WHAT YOU ARE ASKED TO DO
The required answer is a copy of each line in the entries below that includes "trait".

PROVIDED RECORDS
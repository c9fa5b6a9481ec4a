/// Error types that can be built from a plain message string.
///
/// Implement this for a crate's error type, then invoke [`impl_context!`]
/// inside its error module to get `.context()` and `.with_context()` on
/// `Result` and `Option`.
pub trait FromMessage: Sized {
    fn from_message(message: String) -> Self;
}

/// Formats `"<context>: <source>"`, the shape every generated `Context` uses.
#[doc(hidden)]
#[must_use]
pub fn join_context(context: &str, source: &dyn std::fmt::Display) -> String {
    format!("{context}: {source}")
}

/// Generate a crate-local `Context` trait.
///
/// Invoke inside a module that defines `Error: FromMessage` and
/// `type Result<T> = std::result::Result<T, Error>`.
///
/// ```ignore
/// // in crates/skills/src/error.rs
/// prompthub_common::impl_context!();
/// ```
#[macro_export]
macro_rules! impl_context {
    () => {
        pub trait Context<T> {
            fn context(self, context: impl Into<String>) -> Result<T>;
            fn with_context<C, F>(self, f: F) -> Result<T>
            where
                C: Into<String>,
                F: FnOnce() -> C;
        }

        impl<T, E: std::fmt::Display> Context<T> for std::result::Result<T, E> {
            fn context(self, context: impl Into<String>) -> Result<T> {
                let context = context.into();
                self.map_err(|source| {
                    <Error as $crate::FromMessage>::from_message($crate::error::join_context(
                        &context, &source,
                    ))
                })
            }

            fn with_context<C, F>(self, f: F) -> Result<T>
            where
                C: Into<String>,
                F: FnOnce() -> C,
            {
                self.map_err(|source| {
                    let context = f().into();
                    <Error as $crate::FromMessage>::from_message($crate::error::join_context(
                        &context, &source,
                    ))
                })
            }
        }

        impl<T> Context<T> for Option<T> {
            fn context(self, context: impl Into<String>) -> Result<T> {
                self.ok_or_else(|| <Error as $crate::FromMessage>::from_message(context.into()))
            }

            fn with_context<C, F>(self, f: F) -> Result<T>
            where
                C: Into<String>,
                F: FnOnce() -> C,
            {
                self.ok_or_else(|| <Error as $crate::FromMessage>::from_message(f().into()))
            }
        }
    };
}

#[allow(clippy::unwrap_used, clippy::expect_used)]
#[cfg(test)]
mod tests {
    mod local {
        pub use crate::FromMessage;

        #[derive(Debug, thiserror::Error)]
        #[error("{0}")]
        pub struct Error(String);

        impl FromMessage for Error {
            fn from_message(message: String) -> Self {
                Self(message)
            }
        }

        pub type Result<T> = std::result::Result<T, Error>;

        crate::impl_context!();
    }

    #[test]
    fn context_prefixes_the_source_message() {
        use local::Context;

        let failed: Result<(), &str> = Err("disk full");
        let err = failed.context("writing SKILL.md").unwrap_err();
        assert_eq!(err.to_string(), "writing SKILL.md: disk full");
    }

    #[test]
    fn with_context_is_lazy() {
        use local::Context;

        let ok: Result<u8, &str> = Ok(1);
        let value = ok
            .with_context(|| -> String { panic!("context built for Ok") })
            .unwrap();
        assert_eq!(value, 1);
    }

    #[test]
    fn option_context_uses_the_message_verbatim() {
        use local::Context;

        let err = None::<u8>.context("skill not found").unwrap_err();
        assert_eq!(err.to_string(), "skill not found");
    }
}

TASK RESULT
pub trait FromMessage: Sized {
/// Generate a crate-local `Context` trait.
        pub trait Context<T> {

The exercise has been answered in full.